Problem =>
In the entries that follow, copy exactly each line from the first through the line with "pub struct CancellationToken".

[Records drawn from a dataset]
◇ ◇ ◇ ◇ ◇ ◇ ◇

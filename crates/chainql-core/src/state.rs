//! Run state: the mutable context threaded through one program execution.

use std::collections::{HashMap, VecDeque};
use std::sync::atomic::{AtomicBool, Ordering};
use std::sync::Arc;

use crate::chain::{Block, ChainConnector, ChainError, ChainSource, LogEntry, Transaction};
use crate::config::RunConfig;
use crate::error::ExecutionError;
use crate::value::Value;
use crate::writers::DataWriters;

/// Cooperative cancellation flag, checked at block-number boundaries.
#[derive(Debug, Clone)]
pub struct CancellationToken {
    cancelled: Arc<AtomicBool>,
}

impl CancellationToken {
    pub fn new() -> Self {
        Self {
            cancelled: Arc::new(AtomicBool::new(false)),
        }
    }

    /// Signal cancellation.
    pub fn cancel(&self) {
        self.cancelled.store(true, Ordering::SeqCst);
    }

    pub fn is_cancelled(&self) -> bool {
        self.cancelled.load(Ordering::SeqCst)
    }
}

impl Default for CancellationToken {
    fn default() -> Self {
        Self::new()
    }
}

/// Central handler for execution failures.
///
/// Fatal failures always propagate. Other failures are logged and swallowed,
/// so the caller skips the element that triggered them, unless
/// `abort_on_error` is set.
#[derive(Debug)]
pub struct ErrorHandler {
    abort_on_error: bool,
    aborting: bool,
    reported: usize,
    recent: VecDeque<String>,
}

const RECENT_ERRORS: usize = 100;

impl ErrorHandler {
    pub fn new(abort_on_error: bool) -> Self {
        Self {
            abort_on_error,
            aborting: false,
            reported: 0,
            recent: VecDeque::new(),
        }
    }

    /// Record `err`. Returns it back if processing must not continue.
    ///
    /// Once an error has been propagated, later calls pass errors through
    /// without recording them again while the run unwinds.
    pub fn handle(&mut self, context: &str, err: ExecutionError) -> Result<(), ExecutionError> {
        if self.aborting {
            return Err(err);
        }
        self.reported += 1;
        if self.recent.len() == RECENT_ERRORS {
            self.recent.pop_front();
        }
        self.recent.push_back(format!("{context}: {err}"));

        if err.is_fatal() || self.abort_on_error {
            tracing::error!(error = %err, fatal = true, "{context}");
            self.aborting = true;
            return Err(err);
        }
        tracing::error!(error = %err, "{context}");
        Ok(())
    }

    /// Number of failures reported so far.
    pub fn reported(&self) -> usize {
        self.reported
    }

    /// `true` once an error has been propagated.
    pub fn is_aborting(&self) -> bool {
        self.aborting
    }

    /// Messages of the most recent failures, oldest first.
    pub fn recent(&self) -> impl Iterator<Item = &str> {
        self.recent.iter().map(String::as_str)
    }
}

/// Mutable execution context: variable store, cursors, writers, and the
/// chain data source.
pub struct RunState {
    variables: HashMap<String, Value>,
    current_block: Option<Arc<Block>>,
    current_transaction: Option<Arc<Transaction>>,
    current_log: Option<Arc<LogEntry>>,
    chain: Option<Arc<dyn ChainSource>>,
    connector: Option<Arc<dyn ChainConnector>>,
    writers: DataWriters,
    errors: ErrorHandler,
    cancellation: CancellationToken,
    config: RunConfig,
}

impl RunState {
    pub fn new(config: RunConfig) -> Self {
        Self {
            variables: HashMap::new(),
            current_block: None,
            current_transaction: None,
            current_log: None,
            chain: None,
            connector: None,
            writers: DataWriters::new(&config),
            errors: ErrorHandler::new(config.abort_on_error),
            cancellation: CancellationToken::new(),
            config,
        }
    }

    pub fn with_chain(mut self, chain: Arc<dyn ChainSource>) -> Self {
        self.chain = Some(chain);
        self
    }

    pub fn with_connector(mut self, connector: Arc<dyn ChainConnector>) -> Self {
        self.connector = Some(connector);
        self
    }

    pub fn with_cancellation(mut self, token: CancellationToken) -> Self {
        self.cancellation = token;
        self
    }

    pub fn config(&self) -> &RunConfig {
        &self.config
    }

    // ─── Variables ────────────────────────────────────────────────────────────

    pub fn variable(&self, name: &str) -> Option<&Value> {
        self.variables.get(name)
    }

    /// Last write wins.
    pub fn set_variable(&mut self, name: impl Into<String>, value: Value) {
        self.variables.insert(name.into(), value);
    }

    // ─── Cursors ──────────────────────────────────────────────────────────────

    pub fn current_block(&self) -> Option<&Arc<Block>> {
        self.current_block.as_ref()
    }

    pub fn set_current_block(&mut self, block: Option<Arc<Block>>) {
        self.current_block = block;
    }

    pub fn current_transaction(&self) -> Option<&Arc<Transaction>> {
        self.current_transaction.as_ref()
    }

    pub fn set_current_transaction(&mut self, tx: Option<Arc<Transaction>>) {
        self.current_transaction = tx;
    }

    pub fn current_log(&self) -> Option<&Arc<LogEntry>> {
        self.current_log.as_ref()
    }

    pub fn set_current_log(&mut self, log: Option<Arc<LogEntry>>) {
        self.current_log = log;
    }

    // ─── Collaborators ────────────────────────────────────────────────────────

    pub fn chain(&self) -> Result<Arc<dyn ChainSource>, ExecutionError> {
        self.chain.clone().ok_or(ExecutionError::Chain(ChainError::NotConnected))
    }

    pub fn set_chain(&mut self, chain: Arc<dyn ChainSource>) {
        self.chain = Some(chain);
    }

    pub fn connector(&self) -> Option<Arc<dyn ChainConnector>> {
        self.connector.clone()
    }

    pub fn writers(&self) -> &DataWriters {
        &self.writers
    }

    pub fn writers_mut(&mut self) -> &mut DataWriters {
        &mut self.writers
    }

    pub fn errors(&self) -> &ErrorHandler {
        &self.errors
    }

    /// Report a failure through the central handler.
    pub fn handle_error(&mut self, context: &str, err: ExecutionError) -> Result<(), ExecutionError> {
        self.errors.handle(context, err)
    }

    pub fn cancellation(&self) -> &CancellationToken {
        &self.cancellation
    }
}

#[cfg(test)]
mod tests {
    use super::*;

    #[test]
    fn cancellation_is_shared_between_clones() {
        let token = CancellationToken::new();
        let state = RunState::new(RunConfig::default()).with_cancellation(token.clone());
        assert!(!state.cancellation().is_cancelled());
        token.cancel();
        assert!(state.cancellation().is_cancelled());
    }

    #[test]
    fn handler_swallows_recoverable_errors() {
        let mut handler = ErrorHandler::new(false);
        assert!(handler.handle("log entry", ExecutionError::Decode("bad".into())).is_ok());
        assert!(handler
            .handle("log filter", ExecutionError::Structural("no scope".into()))
            .is_err());
        assert_eq!(handler.reported(), 2);
        assert_eq!(handler.recent().next(), Some("log entry: decode error: bad"));
    }

    #[test]
    fn handler_aborts_when_configured() {
        let mut handler = ErrorHandler::new(true);
        assert!(handler.handle("x", ExecutionError::Decode("bad".into())).is_err());
        assert!(handler.is_aborting());
        assert!(handler.handle("outer", ExecutionError::Decode("bad".into())).is_err());
        assert_eq!(handler.reported(), 1);
    }

    #[test]
    fn chain_is_required() {
        let state = RunState::new(RunConfig::default());
        assert!(matches!(
            state.chain(),
            Err(ExecutionError::Chain(ChainError::NotConnected))
        ));
    }
}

◇ ◇ ◇ ◇ ◇ ◇ ◇

Result of this task =>
filename crates/chainql-core/src/state.rs
//! Run state: the mutable context threaded through one program execution.

use std::collections::{HashMap, VecDeque};
use std::sync::atomic::{AtomicBool, Ordering};
use std::sync::Arc;

use crate::chain::{Block, ChainConnector, ChainError, ChainSource, LogEntry, Transaction};
use crate::config::RunConfig;
use crate::error::ExecutionError;
use crate::value::Value;
use crate::writers::DataWriters;

/// Cooperative cancellation flag, checked at block-number boundaries.
#[derive(Debug, Clone)]
pub struct CancellationToken {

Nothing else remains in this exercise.